Based on documents obtained by the Inquirer, MWSS Administrator Gerardo A.I. Esquivel hired a total of 24 consultants from April 2011 to March 2012 with monthly salaries ranging from a low of P5,000 to a high of P125,000. Collectively, the consultants received a total of P5.3 million in the period between March 2011 and August 2012, the documents showed. The salaries did not include perks such as honoraria and allowances granted by the board based on the frequency of meetings.
It could not be confirmed whether any of the contracts had been extended or the salaries adjusted. Esquivel said he had only eight consultants at present.
In a phone interview, Esquivel admitted that the number of consultants he hired would look conspicuous if the performance of the MWSS during his first two years in office was not taken into consideration.
“Under a microscope, this number would look big. But when you look at the larger picture, this is insignificant compared to the P334 million and P1.98 billion income we registered in my first two years in office from the negative P34 million we had in 2010,” said Esquivel, noting that he only receives P70,000 a month in pay.

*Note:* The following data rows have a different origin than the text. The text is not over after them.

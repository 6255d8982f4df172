use std::collections::VecDeque;

use async_trait::async_trait;
use parking_lot::Mutex;
use redis::aio::ConnectionManager;
use redis::streams::StreamRangeReply;
use redis::AsyncCommands;

use super::stats::{AnalyticsReader, AnalyticsStats, StatsAccumulator, StatsWindow};
use super::{AnalyticsEvent, AnalyticsSink, SinkError};

/// Stream every analytics event is appended to.
pub const ANALYTICS_STREAM: &str = "url_redirect:analytics";

/// Entries fetched per `XRANGE` call when aggregating.
const STATS_PAGE: usize = 1_000;

/// Appends events to a Redis stream with `XADD`.
#[derive(Clone)]
pub struct RedisSink {
    conn: ConnectionManager,
    additional_headers: Vec<String>,
    /// Approximate cap passed as `MAXLEN ~`; `None` keeps everything.
    max_len: Option<usize>,
}

impl RedisSink {
    pub fn new(conn: ConnectionManager, additional_headers: Vec<String>) -> Self {
        Self {
            conn,
            additional_headers,
            max_len: None,
        }
    }

    pub fn with_max_len(mut self, max_len: usize) -> Self {
        self.max_len = Some(max_len);
        self
    }

    fn fields(&self, event: &AnalyticsEvent) -> Vec<(&'static str, String)> {
        let ip = event
            .client_context
            .ip_address
            .map(|ip| ip.to_string())
            .unwrap_or_default();
        vec![
            ("path", event.path.clone()),
            ("log_timestamp", event.timestamp.to_rfc3339()),
            ("status", event.status_code.to_string()),
            ("processing_time", event.processing_time_ms.to_string()),
            ("label", event.label.clone()),
            ("ip_address", ip),
            (
                "additional_headers",
                event.client_context.joined_headers(&self.additional_headers),
            ),
        ]
    }
}

#[async_trait]
impl AnalyticsSink for RedisSink {
    async fn insert(&self, event: &AnalyticsEvent) -> Result<(), SinkError> {
        let mut cmd = redis::cmd("XADD");
        cmd.arg(ANALYTICS_STREAM);
        if let Some(max_len) = self.max_len {
            cmd.arg("MAXLEN").arg("~").arg(max_len);
        }
        cmd.arg("*");
        for (field, value) in self.fields(event) {
            cmd.arg(field).arg(value);
        }

        let mut conn = self.conn.clone();
        let _: String = cmd.query_async(&mut conn).await?;
        Ok(())
    }
}

// ─── Stream read-back ────────────────────────────────────────────

#[async_trait]
impl AnalyticsReader for RedisSink {
    /// Entries are selected by stream id, i.e. the time they were appended.
    async fn stats(&self, window: StatsWindow) -> Result<AnalyticsStats, SinkError> {
        let mut conn = self.conn.clone();
        let end = window.end_ms().to_string();
        let mut start = window.start_ms().to_string();
        let mut acc = StatsAccumulator::default();
        let mut skipped = 0u64;

        loop {
            let reply: StreamRangeReply = conn
                .xrange_count(ANALYTICS_STREAM, &start, &end, STATS_PAGE)
                .await?;
            for entry in &reply.ids {
                let path: String = entry.get("path").unwrap_or_default();
                let label: String = entry.get("label").unwrap_or_default();
                let status = entry
                    .get::<String>("status")
                    .and_then(|s| s.parse::<u16>().ok());
                let time = entry
                    .get::<String>("processing_time")
                    .and_then(|s| s.parse::<u64>().ok());
                match (status, time) {
                    (Some(status), Some(time)) => acc.add(&path, status, &label, time),
                    _ => skipped += 1,
                }
            }
            if reply.ids.len() < STATS_PAGE {
                break;
            }
            match reply.ids.last().and_then(|e| next_stream_id(&e.id)) {
                Some(next) => start = next,
                None => break,
            }
        }

        if skipped > 0 {
            tracing::warn!(skipped, "analytics entries without status or timing");
        }
        Ok(acc.finish())
    }
}

/// Smallest id strictly after `id` (`<ms>-<seq>`).
fn next_stream_id(id: &str) -> Option<String> {
    let (ms, seq) = id.split_once('-')?;
    let seq: u64 = seq.parse().ok()?;
    match seq.checked_add(1) {
        Some(seq) => Some(format!("{ms}-{seq}")),
        None => Some(format!("{}-0", ms.parse::<u64>().ok()?.checked_add(1)?)),
    }
}

// ─── In-memory sink ──────────────────────────────────────────────

/// Logs every event and keeps the most recent ones for [`AnalyticsReader`].
pub struct MemorySink {
    events: Mutex<VecDeque<AnalyticsEvent>>,
    retain: usize,
}

impl MemorySink {
    pub fn new(retain: usize) -> Self {
        Self {
            events: Mutex::new(VecDeque::new()),
            retain: retain.max(1),
        }
    }

    pub fn len(&self) -> usize {
        self.events.lock().len()
    }

    pub fn is_empty(&self) -> bool {
        self.len() == 0
    }
}

#[async_trait]
impl AnalyticsSink for MemorySink {
    async fn insert(&self, event: &AnalyticsEvent) -> Result<(), SinkError> {
        let context = serde_json::to_string(&event.client_context)?;
        tracing::info!(
            target: "url_redirect::analytics",
            path = %event.path,
            status = event.status_code,
            processing_time_ms = event.processing_time_ms,
            label = %event.label,
            client = %context,
            "request"
        );
        let mut events = self.events.lock();
        if events.len() == self.retain {
            events.pop_front();
        }
        events.push_back(event.clone());
        Ok(())
    }
}

#[async_trait]
impl AnalyticsReader for MemorySink {
    async fn stats(&self, window: StatsWindow) -> Result<AnalyticsStats, SinkError> {
        let mut acc = StatsAccumulator::default();
        for event in self.events.lock().iter().filter(|e| window.contains(e.timestamp)) {
            acc.add(
                &event.path,
                event.status_code,
                &event.label,
                event.processing_time_ms,
            );
        }
        Ok(acc.finish())
    }
}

An MWSS report indicated that most of the agency’s profits came from the appreciation of the peso against the dollar, with foreign exchange gains surging to P1.388 billion in 2012 from P147.044 million the year before.
Esquivel and President Aquino were 1981 graduates of the Ateneo de Manila University. Esquivel contributed P10 million to Aquino’s campaign in 2010.
Esquivel is an architect whose main job was being chairman of ASEC Development and Construction Corp. before he assumed the post at the MWSS. He was expected to usher in a new era at the MWSS after the President himself exposed in his first State of the Nation Address the excessive bonuses and allowances lavished by the board members on themselves and the agency’s employees.
Esquivel said that since the bonuses and allowances were drastically cut (he has denied accusations that the perks have continued under his watch), most of the employees had been reluctant to work, which necessitated the hiring of consultants.
“Our consultants are high-caliber, they are well educated and deserve their fees,” he said.
Copies of MWSS board resolutions showed that among the biggest recipients of the fees were Jose Marlon Pabiton and Mabel D. Mendoza who were each given three contracts with a coverage period of two to three months in 2011 and 2012 with a fee of P125,000 per month for the first contract and P50,000 per month for the second and third contracts.
Pabiton and Mendoza were initially hired in April and May 2011 for their expertise in the field of finance, control and management. It could not be determined why their fees were lowered in their next two contracts based on the documents at hand.
Group of 3
The MWSS also hired a group of three persons—Carlos and Norman Agatep, and Audrey General—for a fee P100,000 a month covering a four-month contract.
Eight received P50,000 in monthly fees for three- to four-month contracts in 2011 and 2012—Pamela Ann da Silva (strategic management consultant for the corporate office), Rodrigo Gatmaitan Jr., Teresa Benitez, Diane Tan-Andin, Oliver Macapinlac, Alfredo Benjamin Caguioa, Marian Roces and Emmanuel Caparas (his first contract was only for P5,000 a month).
Two received P30,000 a month (Raymund Mariano and Nida Bravo) and two others got P25,000 a month (Igino Dalao and Katrina Tan).
Esquivel also recommended the hiring of seven technical consultants from January to August last year at a monthly fee of P35,000 for the project manager, P30,000 for the assistant project manager and P25,000 for each of the five foresters.